In May I found out I was pregnant. I was very excited and happily expecting #4. Unfortunately at 6.5 weeks (5-24-12) I miscarried our little angel. Chris and I were devastated. The whole experience was unforgettable and more difficult than I would have imagined it to be. At the appointment that was supposed to be my 8 week check up (my first OB appointment) Chris and I went in to discuss our options for moving forward. My Midwife strongly suggested that I allow my body to fully heal itself by waiting for 2 monthly cycles before getting pregnant again. I was very disappointed at the prospect of waiting that long, but I wanted to do what was best for our family. I wanted to give myself the best chance of getting pregnant and staying pregnant. So, Chris and I made the decision to listen to our Midwife and wait. Luckily my first period came right on time about 4 weeks after the miscarriage, which gave us a good idea as to when we would be able to start trying again.

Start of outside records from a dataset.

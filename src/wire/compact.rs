//! Thrift Compact Protocol: zigzag varints for signed scalars, a varint
//! byte count for strings/binaries/containers, delta-encoded field ids,
//! and the short-form boolean field that folds the value into the field
//! header itself. Ground: bytedance-g3's `target/thrift/protocol/compact.rs`
//! (builder) and `compact/parser.rs` (parser) for the header byte layout
//! and `integer_encoding::VarInt` usage; field-id delta/short-bool scheme
//! follows Apache Thrift's compact protocol definition.

use bytes::{Buf, BufMut, Bytes, BytesMut};
use integer_encoding::VarInt;

use super::{ProtocolReader, ProtocolWriter, MAX_SKIP_DEPTH};
use crate::{
    thrift::{
        TFieldIdentifier, TListIdentifier, TMapIdentifier, TMessageIdentifier, TMessageType,
        TSetIdentifier, TStructIdentifier, TType,
    },
    CodecError, CodecErrorKind,
};

const PROTOCOL_ID: u8 = 0x82;
const VERSION: u8 = 1;
const VERSION_MASK: u8 = 0x1f;
const TYPE_SHIFT_AMOUNT: u8 = 5;

const CT_STOP: u8 = 0;
const CT_BOOLEAN_TRUE: u8 = 1;
const CT_BOOLEAN_FALSE: u8 = 2;
const CT_BYTE: u8 = 3;
const CT_I16: u8 = 4;
const CT_I32: u8 = 5;
const CT_I64: u8 = 6;
const CT_DOUBLE: u8 = 7;
const CT_BINARY: u8 = 8;
const CT_LIST: u8 = 9;
const CT_SET: u8 = 10;
const CT_MAP: u8 = 11;
const CT_STRUCT: u8 = 12;

fn ttype_to_compact(ttype: TType) -> Result<u8, CodecError> {
    Ok(match ttype {
        TType::Stop => CT_STOP,
        TType::Bool => CT_BOOLEAN_TRUE,
        TType::I8 => CT_BYTE,
        TType::I16 => CT_I16,
        TType::I32 => CT_I32,
        TType::I64 => CT_I64,
        TType::Double => CT_DOUBLE,
        TType::Binary => CT_BINARY,
        TType::List => CT_LIST,
        TType::Set => CT_SET,
        TType::Map => CT_MAP,
        TType::Struct => CT_STRUCT,
        TType::Void | TType::Uuid => {
            return Err(CodecError::new(
                CodecErrorKind::InvalidData,
                format!("{:?} has no compact-protocol wire representation", ttype),
            ))
        }
    })
}

fn compact_to_ttype(code: u8) -> Result<TType, CodecError> {
    Ok(match code {
        CT_STOP => TType::Stop,
        CT_BOOLEAN_TRUE | CT_BOOLEAN_FALSE => TType::Bool,
        CT_BYTE => TType::I8,
        CT_I16 => TType::I16,
        CT_I32 => TType::I32,
        CT_I64 => TType::I64,
        CT_DOUBLE => TType::Double,
        CT_BINARY => TType::Binary,
        CT_LIST => TType::List,
        CT_SET => TType::Set,
        CT_MAP => TType::Map,
        CT_STRUCT => TType::Struct,
        other => {
            return Err(CodecError::new(
                CodecErrorKind::InvalidData,
                format!("invalid compact-protocol type code {other}"),
            ))
        }
    })
}

/// Reads Compact-protocol-encoded values out of an owned `Bytes` buffer.
pub struct CompactReader {
    buf: Bytes,
    /// One entry per struct currently being read; the last field id seen
    /// directly inside that struct, for delta decoding.
    last_field_id: Vec<i16>,
    /// A bool field's value is carried entirely in its field header; the
    /// subsequent `read_bool` call drains it from here instead of the wire.
    pending_bool: Option<bool>,
}

impl CompactReader {
    pub fn new(buf: impl Into<Bytes>) -> Self {
        Self {
            buf: buf.into(),
            last_field_id: Vec::new(),
            pending_bool: None,
        }
    }

    #[inline]
    fn require(&self, n: usize) -> Result<(), CodecError> {
        if self.buf.remaining() < n {
            return Err(CodecError::new(
                CodecErrorKind::UnexpectedEof,
                "unexpected end of compact-protocol buffer",
            ));
        }
        Ok(())
    }

    fn read_varint<T: VarInt>(&mut self) -> Result<T, CodecError> {
        let (value, consumed) = T::decode_var(self.buf.chunk()).ok_or_else(|| {
            CodecError::new(CodecErrorKind::UnexpectedEof, "truncated varint")
        })?;
        self.buf.advance(consumed);
        Ok(value)
    }

    fn read_u8(&mut self) -> Result<u8, CodecError> {
        self.require(1)?;
        Ok(self.buf.get_u8())
    }
}

impl ProtocolReader for CompactReader {
    fn read_message_begin(&mut self) -> Result<TMessageIdentifier, CodecError> {
        let protocol_id = self.read_u8()?;
        if protocol_id != PROTOCOL_ID {
            return Err(CodecError::new(
                CodecErrorKind::BadVersion,
                "missing compact-protocol id byte",
            ));
        }
        let version_and_type = self.read_u8()?;
        let version = version_and_type & VERSION_MASK;
        if version != VERSION {
            return Err(CodecError::new(
                CodecErrorKind::BadVersion,
                "unsupported compact-protocol version",
            ));
        }
        let message_type = TMessageType::try_from(version_and_type >> TYPE_SHIFT_AMOUNT)?;
        let sequence_number: u32 = self.read_varint()?;
        let name = self.read_string()?;
        Ok(TMessageIdentifier::new(name, message_type, sequence_number as i32))
    }

    fn read_message_end(&mut self) -> Result<(), CodecError> {
        Ok(())
    }

    fn read_struct_begin(&mut self) -> Result<TStructIdentifier, CodecError> {
        self.last_field_id.push(0);
        Ok(TStructIdentifier::new(None))
    }

    fn read_struct_end(&mut self) -> Result<(), CodecError> {
        self.last_field_id.pop();
        Ok(())
    }

    fn read_field_begin(&mut self) -> Result<TFieldIdentifier, CodecError> {
        let header = self.read_u8()?;
        if header == CT_STOP {
            return Ok(TFieldIdentifier::new(None, TType::Stop, None));
        }
        let delta = (header >> 4) & 0x0f;
        let type_code = header & 0x0f;
        let last = *self.last_field_id.last().unwrap_or(&0);
        let id = if delta == 0 {
            self.read_varint::<i16>()?
        } else {
            last + delta as i16
        };
        if let Some(slot) = self.last_field_id.last_mut() {
            *slot = id;
        }
        let field_type = match type_code {
            CT_BOOLEAN_TRUE => {
                self.pending_bool = Some(true);
                TType::Bool
            }
            CT_BOOLEAN_FALSE => {
                self.pending_bool = Some(false);
                TType::Bool
            }
            other => compact_to_ttype(other)?,
        };
        Ok(TFieldIdentifier::new(None, field_type, Some(id)))
    }

    fn read_field_end(&mut self) -> Result<(), CodecError> {
        Ok(())
    }

    fn read_list_begin(&mut self) -> Result<TListIdentifier, CodecError> {
        let header = self.read_u8()?;
        let size_nibble = (header >> 4) & 0x0f;
        let element_type = compact_to_ttype(header & 0x0f)?;
        let size = if size_nibble == 0x0f {
            self.read_varint::<u32>()? as usize
        } else {
            size_nibble as usize
        };
        Ok(TListIdentifier::new(element_type, size))
    }

    fn read_list_end(&mut self) -> Result<(), CodecError> {
        Ok(())
    }

    fn read_set_begin(&mut self) -> Result<TSetIdentifier, CodecError> {
        let list = self.read_list_begin()?;
        Ok(TSetIdentifier::new(list.element_type, list.size))
    }

    fn read_set_end(&mut self) -> Result<(), CodecError> {
        Ok(())
    }

    fn read_map_begin(&mut self) -> Result<TMapIdentifier, CodecError> {
        let size: u32 = self.read_varint()?;
        if size == 0 {
            return Ok(TMapIdentifier::new(TType::Void, TType::Void, 0));
        }
        let types = self.read_u8()?;
        let key_type = compact_to_ttype(types >> 4)?;
        let value_type = compact_to_ttype(types & 0x0f)?;
        Ok(TMapIdentifier::new(key_type, value_type, size as usize))
    }

    fn read_map_end(&mut self) -> Result<(), CodecError> {
        Ok(())
    }

    fn read_bool(&mut self) -> Result<bool, CodecError> {
        if let Some(value) = self.pending_bool.take() {
            return Ok(value);
        }
        Ok(self.read_u8()? == CT_BOOLEAN_TRUE)
    }

    fn read_i8(&mut self) -> Result<i8, CodecError> {
        self.require(1)?;
        Ok(self.buf.get_i8())
    }

    fn read_i16(&mut self) -> Result<i16, CodecError> {
        self.read_varint()
    }

    fn read_i32(&mut self) -> Result<i32, CodecError> {
        self.read_varint()
    }

    fn read_i64(&mut self) -> Result<i64, CodecError> {
        self.read_varint()
    }

    fn read_double(&mut self) -> Result<f64, CodecError> {
        self.require(8)?;
        Ok(f64::from_le_bytes(self.buf.split_to(8).as_ref().try_into().unwrap()))
    }

    fn read_string(&mut self) -> Result<String, CodecError> {
        let bytes = self.read_binary()?;
        String::from_utf8(bytes.to_vec())
            .map_err(|_| CodecError::new(CodecErrorKind::InvalidData, "string is not valid utf-8"))
    }

    fn read_binary(&mut self) -> Result<Bytes, CodecError> {
        let len: u32 = self.read_varint()?;
        let len = len as usize;
        self.require(len)?;
        Ok(self.buf.split_to(len))
    }

    fn skip(&mut self, ttype: TType) -> Result<(), CodecError> {
        self.skip_inner(ttype, 0)
    }
}

impl CompactReader {
    fn skip_inner(&mut self, ttype: TType, depth: usize) -> Result<(), CodecError> {
        if depth >= MAX_SKIP_DEPTH {
            return Err(CodecError::new(CodecErrorKind::DepthLimit, "skip nesting too deep"));
        }
        match ttype {
            TType::Bool => {
                self.read_bool()?;
            }
            TType::I8 => {
                self.read_i8()?;
            }
            TType::I16 => {
                self.read_i16()?;
            }
            TType::I32 => {
                self.read_i32()?;
            }
            TType::I64 => {
                self.read_i64()?;
            }
            TType::Double => {
                self.read_double()?;
            }
            TType::Binary => {
                self.read_binary()?;
            }
            TType::Struct => {
                self.read_struct_begin()?;
                loop {
                    let field = self.read_field_begin()?;
                    if field.field_type == TType::Stop {
                        break;
                    }
                    self.skip_inner(field.field_type, depth + 1)?;
                }
                self.read_struct_end()?;
            }
            TType::List => {
                let list = self.read_list_begin()?;
                for _ in 0..list.size {
                    self.skip_inner(list.element_type, depth + 1)?;
                }
            }
            TType::Set => {
                let set = self.read_set_begin()?;
                for _ in 0..set.size {
                    self.skip_inner(set.element_type, depth + 1)?;
                }
            }
            TType::Map => {
                let map = self.read_map_begin()?;
                for _ in 0..map.size {
                    self.skip_inner(map.key_type, depth + 1)?;
                    self.skip_inner(map.value_type, depth + 1)?;
                }
            }
            other => {
                return Err(CodecError::new(
                    CodecErrorKind::InvalidData,
                    format!("ttype {:?} cannot be skipped", other),
                ))
            }
        }
        Ok(())
    }
}

/// Writes Compact-protocol-encoded values into a caller-owned `BytesMut`.
pub struct CompactWriter<'a> {
    buf: &'a mut BytesMut,
    last_field_id: Vec<i16>,
    pending_bool_field_id: Option<i16>,
}

impl<'a> CompactWriter<'a> {
    pub fn new(buf: &'a mut BytesMut) -> Self {
        Self {
            buf,
            last_field_id: Vec::new(),
            pending_bool_field_id: None,
        }
    }

    fn write_varint<T: VarInt>(&mut self, value: T) {
        let mut tmp = [0u8; 10];
        let len = value.encode_var(&mut tmp);
        self.buf.put_slice(&tmp[..len]);
    }

    fn write_field_header(&mut self, compact_type: u8, id: i16) {
        let last = *self.last_field_id.last().unwrap_or(&0);
        let delta = id.wrapping_sub(last);
        if delta > 0 && delta <= 15 {
            self.buf.put_u8(((delta as u8) << 4) | compact_type);
        } else {
            self.buf.put_u8(compact_type);
            self.write_varint(id);
        }
        if let Some(slot) = self.last_field_id.last_mut() {
            *slot = id;
        }
    }

    fn write_collection_header(&mut self, size: usize, element_type: TType) -> Result<(), CodecError> {
        let code = ttype_to_compact(element_type)?;
        if size < 15 {
            self.buf.put_u8(((size as u8) << 4) | code);
        } else {
            self.buf.put_u8(0xf0 | code);
            self.write_varint(size as u32);
        }
        Ok(())
    }
}

impl<'a> ProtocolWriter for CompactWriter<'a> {
    fn write_message_begin(&mut self, identifier: &TMessageIdentifier) {
        self.buf.put_u8(PROTOCOL_ID);
        self.buf
            .put_u8((VERSION & VERSION_MASK) | (u8::from(identifier.message_type) << TYPE_SHIFT_AMOUNT));
        self.write_varint(identifier.sequence_number as u32);
        self.write_string(&identifier.name);
    }

    fn write_message_end(&mut self) {}

    fn write_struct_begin(&mut self, _identifier: &TStructIdentifier) {
        self.last_field_id.push(0);
    }

    fn write_struct_end(&mut self) {
        self.last_field_id.pop();
    }

    fn write_field_begin(&mut self, field_type: TType, id: i16) {
        if field_type == TType::Bool {
            self.pending_bool_field_id = Some(id);
            return;
        }
        let code = ttype_to_compact(field_type).unwrap_or(CT_STOP);
        self.write_field_header(code, id);
    }

    fn write_field_end(&mut self) {}

    fn write_field_stop(&mut self) {
        self.buf.put_u8(CT_STOP);
    }

    fn write_list_begin(&mut self, identifier: &TListIdentifier) {
        let _ = self.write_collection_header(identifier.size, identifier.element_type);
    }

    fn write_list_end(&mut self) {}

    fn write_set_begin(&mut self, identifier: &TSetIdentifier) {
        let _ = self.write_collection_header(identifier.size, identifier.element_type);
    }

    fn write_set_end(&mut self) {}

    fn write_map_begin(&mut self, identifier: &TMapIdentifier) {
        self.write_varint(identifier.size as u32);
        if identifier.size > 0 {
            let key_code = ttype_to_compact(identifier.key_type).unwrap_or(CT_STOP);
            let value_code = ttype_to_compact(identifier.value_type).unwrap_or(CT_STOP);
            self.buf.put_u8((key_code << 4) | value_code);
        }
    }

    fn write_map_end(&mut self) {}

    fn write_bool(&mut self, value: bool) {
        if let Some(id) = self.pending_bool_field_id.take() {
            let code = if value { CT_BOOLEAN_TRUE } else { CT_BOOLEAN_FALSE };
            self.write_field_header(code, id);
        } else {
            self.buf.put_u8(if value { CT_BOOLEAN_TRUE } else { CT_BOOLEAN_FALSE });
        }
    }

    fn write_i8(&mut self, value: i8) {
        self.buf.put_i8(value);
    }

    fn write_i16(&mut self, value: i16) {
        self.write_varint(value);
    }

    fn write_i32(&mut self, value: i32) {
        self.write_varint(value);
    }

    fn write_i64(&mut self, value: i64) {
        self.write_varint(value);
    }

    fn write_double(&mut self, value: f64) {
        self.buf.put_slice(&value.to_le_bytes());
    }

    fn write_string(&mut self, value: &str) {
        self.write_binary(value.as_bytes());
    }

    fn write_binary(&mut self, value: &[u8]) {
        self.write_varint(value.len() as u32);
        self.buf.put_slice(value);
    }
}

One month passed as we busied ourselves with summer activities. Then before we knew it the second month passed and it was time to try again. We were determined not to put too much pressure on ourselves and to not make it a stressful thing. So, we didn't talk about trying. We didn't talk about when it was time. We just let nature take its course.

I'll be honest, I tried so hard to be patient. I tried so hard not to stress myself out about if I was or was not pregnant, and for the most part I was successful. I was resigned to be happy with whatever the outcome. Despite the logical side of me that knows that its best to wait to take a test until you miss your period or at the very least right before you miss your period I wanted to take one as soon as the box said it was possible to get a positive. So, on 8-7 I convinced myself to take a test.....of course it being 6 days before my period it was NEGATIVE.... I was ok. I figured it would be. I allowed myself to take one on 8-8, because 5 days before didn't seem too terribly early, and of course it was again negative. I made myself wait until this morning, 8-9 4 days before my missed period.

So, this morning I popped out of bed. Rushed to the bathroom and waited for my results. At first it looked very negative, but then I looked closer with my Sherlock Holmes eye and there was the faintest of faint lines. In that moment I knew. I must have looked at that test 100 times trying to convince myself that I wasn't imagining that I saw the second line. I knew I wasn't crazy. I knew what it meant. I knew that I saw it. So, I told Chris, and about 4 hours after I took the first test I took another. After only 4 hours the line got darker and was definitely there! Definitely visible!!!

So, today I am PREGNANT!!! And I am so excited. I have never felt more blessed. I know that it's early, and that I need to be careful, because things could still go wrong, but today I have decided not to stress myself out about things I can't control and just enjoy every minute that I am allowed to enjoy the blessing that is this 5th pregnancy, and hopefully baby #4!!!!!